On Pluto, seasonal "snowfall" of volatiles — mostly nitrogen gas — is known to accumulate in a region affectionately dubbed "the heart" because of its shape revealed during the flyby of NASA's New Horizons probe last July. The heart is a low-lying expanse just slightly smaller than Missouri whose official name is Tombaugh Regio, after Clyde William Tombaugh, who discovered Pluto as a 24-year-old working at Lowell Observatory in Flagstaff, Arizona.
Keane and his adviser, Isamu Matsuyama, an assistant professor at LPL, believe they found evidence of that frozen nitrogen pileup throwing the entire planet off kilter, much like a spinning top with a wad of gum stuck to it.
Let's stop right here to wrap our heads around some of the weirdness that is Pluto, because if we don't, it will be difficult to make sense of the really cool stuff that the two discovered — and that would be a shame.
Weirdness Fact No. 1: Unlike the Earth, whose spin axis is only slightly tilted so that the regions around the equator receive the most sunlight, Pluto is like a spinning top lying on its side. Therefore, the planet's poles get the most sunlight. Depending on the season, it's either one or the other, while Pluto's equatorial regions are super cold, all the time.
Weirdness Fact No. 2: A season on Pluto is an entirely different ballgame from a season here on Earth. Because Pluto is almost 40 times farther from the sun than we are, it takes the little ball of rock and ice 248 Earth years to complete one of its own years. That's right: If you were a Plutonian born in the winter, summer wouldn't come around until your great-great-great-grandchildren were born.
"At Pluto's lower latitudes near the equator, it's nearly minus 400 degrees Fahrenheit," Keane says. "That's cold enough to turn nitrogen, the gas that you're breathing in and out all time here on Earth, into a frozen solid."
Now, here's the really cool part (ha): Over the course of a Pluto year, nitrogen and other exotic gases condense on the permanently shadowed regions, and eventually, as Pluto goes around the sun, those frozen gases heat up, become gaseous again and re-condense on the other side of the planet.

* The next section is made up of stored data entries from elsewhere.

//! Tiered admission control: how many jobs may be queued at once.
//!
//! Only pending and downloading jobs count against the limit. The check is
//! purely evaluative; the queue engine decides what to do with a denial.

use serde::{Deserialize, Serialize};
use std::fmt;
use std::str::FromStr;

/// Subscription plan; each tier maps to a maximum number of queued jobs.
#[derive(Debug, Clone, Copy, PartialEq, Eq, Default, Serialize, Deserialize)]
#[serde(rename_all = "lowercase")]
pub enum PlanTier {
    #[default]
    Free,
    Pro,
    Unlimited,
}

impl PlanTier {
    pub fn as_str(self) -> &'static str {
        match self {
            PlanTier::Free => "free",
            PlanTier::Pro => "pro",
            PlanTier::Unlimited => "unlimited",
        }
    }

    /// Parse a tier name, falling back to `Free` for anything unknown.
    pub fn from_str_lossy(s: &str) -> Self {
        s.parse().unwrap_or_default()
    }
}

impl fmt::Display for PlanTier {
    fn fmt(&self, f: &mut fmt::Formatter<'_>) -> fmt::Result {
        f.write_str(self.as_str())
    }
}

impl FromStr for PlanTier {
    type Err = String;

    fn from_str(s: &str) -> Result<Self, Self::Err> {
        match s.trim().to_ascii_lowercase().as_str() {
            "free" => Ok(PlanTier::Free),
            "pro" => Ok(PlanTier::Pro),
            "unlimited" => Ok(PlanTier::Unlimited),
            other => Err(format!("unknown plan tier: {other} (expected free, pro or unlimited)")),
        }
    }
}

/// Finite limits for the bounded tiers (optional `[limits]` section in config.toml).
#[derive(Debug, Clone, Copy, PartialEq, Eq, Serialize, Deserialize)]
pub struct TierLimits {
    pub free: usize,
    pub pro: usize,
}

impl Default for TierLimits {
    fn default() -> Self {
        Self { free: 10, pro: 100 }
    }
}

impl TierLimits {
    /// Maximum queued jobs for `tier`; `None` means unbounded.
    pub fn limit_for(&self, tier: PlanTier) -> Option<usize> {
        match tier {
            PlanTier::Free => Some(self.free),
            PlanTier::Pro => Some(self.pro),
            PlanTier::Unlimited => None,
        }
    }

    /// Admit when unbounded or when `queued` is strictly below the limit.
    pub fn check(&self, tier: PlanTier, queued: usize) -> Result<(), AdmissionError> {
        match self.limit_for(tier) {
            Some(limit) if queued >= limit => Err(AdmissionError {
                limit,
                current: queued,
            }),
            _ => Ok(()),
        }
    }
}

/// Whether one more job may enter the queue under the default tier limits.
pub fn can_admit(tier: PlanTier, queued: usize) -> bool {
    TierLimits::default().check(tier, queued).is_ok()
}

/// Admission denied: the plan's queue limit is reached.
#[derive(Debug, Clone, Copy, PartialEq, Eq, thiserror::Error)]
#[error("queue limit reached ({limit}). Upgrade to add more downloads")]
pub struct AdmissionError {
    pub limit: usize,
    pub current: usize,
}

impl AdmissionError {
    /// Stable code for front ends rendering upgrade prompts.
    pub const CODE: &'static str = "QUEUE_LIMIT";

    pub fn code(&self) -> &'static str {
        Self::CODE
    }
}

#[cfg(test)]
mod tests {
    use super::*;

    #[test]
    fn default_limits() {
        let limits = TierLimits::default();
        assert_eq!(limits.limit_for(PlanTier::Free), Some(10));
        assert_eq!(limits.limit_for(PlanTier::Pro), Some(100));
        assert_eq!(limits.limit_for(PlanTier::Unlimited), None);
    }

    #[test]
    fn admits_strictly_below_limit() {
        assert!(can_admit(PlanTier::Free, 0));
        assert!(can_admit(PlanTier::Free, 9));
        assert!(!can_admit(PlanTier::Free, 10));
        assert!(!can_admit(PlanTier::Free, 11));
        assert!(can_admit(PlanTier::Pro, 99));
        assert!(!can_admit(PlanTier::Pro, 100));
    }

    #[test]
    fn unlimited_always_admits() {
        assert!(can_admit(PlanTier::Unlimited, 0));
        assert!(can_admit(PlanTier::Unlimited, 1_000_000));
    }

    #[test]
    fn denial_carries_limit_and_current() {
        let limits = TierLimits { free: 2, pro: 5 };
        let err = limits.check(PlanTier::Free, 2).unwrap_err();
        assert_eq!(err, AdmissionError { limit: 2, current: 2 });
        assert_eq!(err.code(), "QUEUE_LIMIT");
        assert_eq!(
            err.to_string(),
            "queue limit reached (2). Upgrade to add more downloads"
        );
    }

    #[test]
    fn tier_parsing() {
        assert_eq!("Pro".parse::<PlanTier>().unwrap(), PlanTier::Pro);
        assert_eq!(" unlimited ".parse::<PlanTier>().unwrap(), PlanTier::Unlimited);
        assert!("gold".parse::<PlanTier>().is_err());
        assert_eq!(PlanTier::from_str_lossy("gold"), PlanTier::Free);
    }
}
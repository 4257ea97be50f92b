//! Queue engine: admission, FIFO scheduling of the single active slot,
//! cancellation, retry, removal and state notification.
//!
//! Terminal-state precedence when signals race: canceled > failed > completed.
//! A cancel marks the job before its process has exited, and the exit
//! handler never overwrites that mark.

mod engine;
mod state;

pub use engine::{DownloadQueue, QueueListener};
pub use state::{CancelOutcome, QueueState};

"Each time Pluto goes around the sun, a bit of nitrogen accumulates in the heart," Keane says. "And once enough ice has piled up, maybe a hundred meters thick, it starts to overwhelm the planet's shape, which dictates the planet's orientation. And if you have an excess of mass in one spot on the planet, it wants to go to the equator. Eventually, over millions of years, it will drag the whole planet over."
Wow. Think about that: a planet whose shape and position in space are controlled by its weather, kind of. That's pretty crazy for a tiny world way, way out there that many thought would not be much more than a dead, frozen rock circling the fringes of our solar system.
Keane and Matsuyama presented their research last week at the 47th Lunar and Planetary Science Conference at The Woodlands in Texas, where it was received with great interest despite the fact that the work hasn't been peer-reviewed yet.
"I think this idea of a whole planet being dragged around by the cycling of volatiles is not something many people had really thought about before," Keane says.
The two researchers used observations made during New Horizons' flyby and combined them with computer models that allowed them to take a surface feature such as Sputnik Planum, a large ice-filled plain that's part of Pluto's heart, shift it around on the planet's surface and see what that does to the planet's spin axis. And sure enough, the geographic location of Sputnik Planum is suspiciously close to where you would expect it to be, they found.
"If Sputnik Planum were a large positive mass anomaly — perhaps due to loading of nitrogen ice — then (it) would naturally migrate to the tidal axis as Pluto approaches a minimum energy state," Keane and Matsuyama write.
In other words, the massive accumulation of ice would end up where it causes the least wobble in Pluto's spin axis.
This phenomenon of polar wander — a planet shifting its spin axis — is something that was discovered with the Earth's moon and with Mars, as well, but in those cases it happened in the distant past, billions of years ago.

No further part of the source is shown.